_What to produce_
All lines from the one containing "ToSchema, Default, PartialEq)]" through the last line below must be duplicated exactly, with nothing outside that span.

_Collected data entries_
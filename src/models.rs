use chrono::{DateTime, Utc};
use serde::{Deserialize, Serialize};
use sqlx::FromRow;
use ts_rs::TS;
use utoipa::ToSchema;
use uuid::Uuid;

// --- Content Schemas (Mapped to Database) ---

/// HeroImage
///
/// One slide of the landing page hero carousel (`public.hero_images`).
#[derive(Debug, Clone, Serialize, Deserialize, TS, ToSchema, FromRow, Default)]
#[ts(export)]
pub struct HeroImage {
    pub id: Uuid,
    // Public storage URL of the uploaded slide.
    pub image_url: String,
    pub caption: String,
    #[ts(type = "string")]
    pub created_at: DateTime<Utc>,
}

/// AboutContent
///
/// The single row backing the about section (`public.about_content`).
#[derive(Debug, Clone, Serialize, Deserialize, TS, ToSchema, FromRow, Default)]
#[ts(export)]
pub struct AboutContent {
    pub id: Uuid,
    pub title: String,
    pub description: String,
    pub image_url: Option<String>,
}

/// TeamMember
///
/// A team profile card (`public.teams`).
#[derive(Debug, Clone, Serialize, Deserialize, TS, ToSchema, FromRow, Default)]
#[ts(export)]
pub struct TeamMember {
    pub id: Uuid,
    pub name: String,
    // Position within the organization, e.g. "Coordinator".
    pub role: String,
    pub description: String,
    pub image_url: String,
    #[ts(type = "string")]
    pub created_at: DateTime<Utc>,
}

/// Initiative
///
/// An ongoing programme with an optional application deadline (`public.initiatives`).
#[derive(Debug, Clone, Serialize, Deserialize, TS, ToSchema, FromRow, Default)]
#[ts(export)]
pub struct Initiative {
    pub id: Uuid,
    pub title: String,
    pub description: String,
    #[ts(type = "string | null")]
    pub deadline: Option<DateTime<Utc>>,
    pub image_url: String,
    #[ts(type = "string")]
    pub created_at: DateTime<Utc>,
    /// Computed when served; not a column.
    #[sqlx(skip)]
    #[serde(default)]
    pub deadline_expired: bool,
}

/// Event
///
/// A calendar entry (`public.events`). Location and image are optional.
#[derive(Debug, Clone, Serialize, Deserialize, TS, ToSchema, FromRow, Default)]
#[ts(export)]
pub struct Event {
    pub id: Uuid,
    pub title: String,
    pub description: String,
    #[ts(type = "string")]
    pub date: DateTime<Utc>,
    pub location: Option<String>,
    pub image_url: Option<String>,
}

/// Achievement
#[derive(Debug, Clone, Serialize, Deserialize, TS, ToSchema, FromRow, Default)]
#[ts(export)]
pub struct Achievement {
    pub id: Uuid,
    pub title: String,
    pub description: String,
    #[ts(type = "string")]
    pub date: DateTime<Utc>,
    pub image_url: String,
}

/// NewsArticle
///
/// A news post (`public.news`). `content` is HTML; `slug` is derived from the title.
#[derive(Debug, Clone, Serialize, Deserialize, TS, ToSchema, FromRow, Default)]
#[ts(export)]
pub struct NewsArticle {
    pub id: Uuid,
    pub title: String,
    pub content: String,
    pub slug: String,
    pub image_url: String,
    #[ts(type = "string")]
    pub published_at: DateTime<Utc>,
}

// --- Write Payloads ---
//
// These are built from multipart form fields by the admin handlers. The image
// URL is resolved separately, after the upload has succeeded.

#[derive(Debug, Clone, Serialize, Deserialize, Default)]
pub struct HeroImageInput {
    pub caption: String,
}

#[derive(Debug, Clone, Serialize, Deserialize, Default)]
pub struct AboutContentInput {
    pub title: String,
    pub description: String,
}

#[derive(Debug, Clone, Serialize, Deserialize, Default)]
pub struct TeamMemberInput {
    pub name: String,
    pub role: String,
    pub description: String,
}

#[derive(Debug, Clone, Serialize, Deserialize, Default)]
pub struct InitiativeInput {
    pub title: String,
    pub description: String,
    pub deadline: Option<DateTime<Utc>>,
}

#[derive(Debug, Clone, Serialize, Deserialize, Default)]
pub struct EventInput {
    pub title: String,
    pub description: String,
    pub date: DateTime<Utc>,
    pub location: Option<String>,
}

#[derive(Debug, Clone, Serialize, Deserialize, Default)]
pub struct AchievementInput {
    pub title: String,
    pub description: String,
    pub date: DateTime<Utc>,
}

#[derive(Debug, Clone, Serialize, Deserialize, Default)]
pub struct NewsInput {
    pub title: String,
    pub content: String,
    pub slug: String,
}

// --- Auth Payloads ---

/// LoginRequest
///
/// Credentials posted by the admin login page. `redirected_from` echoes the
/// `redirectedFrom` query parameter the edge gate attached to the login redirect.
#[derive(Debug, Clone, Serialize, Deserialize, TS, ToSchema)]
#[ts(export)]
pub struct LoginRequest {
    pub email: String,
    pub password: String,
    #[serde(default, alias = "redirectedFrom")]
    pub redirected_from: Option<String>,
}

/// SessionStatus
///
/// Output of `GET /api/auth/session`.
#[derive(Debug, Clone, Serialize, Deserialize, TS, ToSchema, Default)]
#[ts(export)]
pub struct SessionStatus {
    pub authenticated: bool,
    #[serde(skip_serializing_if = "Option::is_none")]
    pub email: Option<String>,
}

// --- Dashboard & Page Bundles (Output) ---

/// DashboardCounts
///
/// Row counts per collection, shown on the admin dashboard cards.
#[derive(Debug, Clone, Serialize, Deserialize, TS, ToSchema, Default, PartialEq)]
#[ts(export)]
pub struct DashboardCounts {
    pub hero_images: i64,
    pub team_members: i64,
    pub initiatives: i64,
    pub events: i64,
    pub achievements: i64,
    pub news: i64,
}

/// NewsDetail
///
/// A single article plus a few other recent articles for the "read more" strip.
#[derive(Debug, Clone, Serialize, Deserialize, TS, ToSchema, Default)]
#[ts(export)]
pub struct NewsDetail {
    pub article: NewsArticle,
    pub related: Vec<NewsArticle>,
}

/// HomePage
///
/// Everything the landing page renders, fetched in one round trip.
#[derive(Debug, Clone, Serialize, Deserialize, TS, ToSchema, Default)]
#[ts(export)]
pub struct HomePage {
    pub hero_images: Vec<HeroImage>,
    pub about: Option<AboutContent>,
    pub team: Vec<TeamMember>,
    pub initiatives: Vec<Initiative>,
    pub upcoming_events: Vec<Event>,
    pub achievements: Vec<Achievement>,
    pub news: Vec<NewsArticle>,
}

_Solution below_
#[derive(Debug, Clone, Serialize, Deserialize, TS, ToSchema, Default, PartialEq)]
#[ts(export)]
pub struct DashboardCounts {
    pub hero_images: i64,
    pub team_members: i64,
    pub initiatives: i64,
    pub events: i64,
    pub achievements: i64,
    pub news: i64,
}

/// NewsDetail
///
/// A single article plus a few other recent articles for the "read more" strip.
#[derive(Debug, Clone, Serialize, Deserialize, TS, ToSchema, Default)]
#[ts(export)]
pub struct NewsDetail {
    pub article: NewsArticle,
    pub related: Vec<NewsArticle>,
}

/// HomePage
///
/// Everything the landing page renders, fetched in one round trip.
#[derive(Debug, Clone, Serialize, Deserialize, TS, ToSchema, Default)]
#[ts(export)]
pub struct HomePage {
    pub hero_images: Vec<HeroImage>,
    pub about: Option<AboutContent>,
    pub team: Vec<TeamMember>,
    pub initiatives: Vec<Initiative>,
    pub upcoming_events: Vec<Event>,
    pub achievements: Vec<Achievement>,
    pub news: Vec<NewsArticle>,
}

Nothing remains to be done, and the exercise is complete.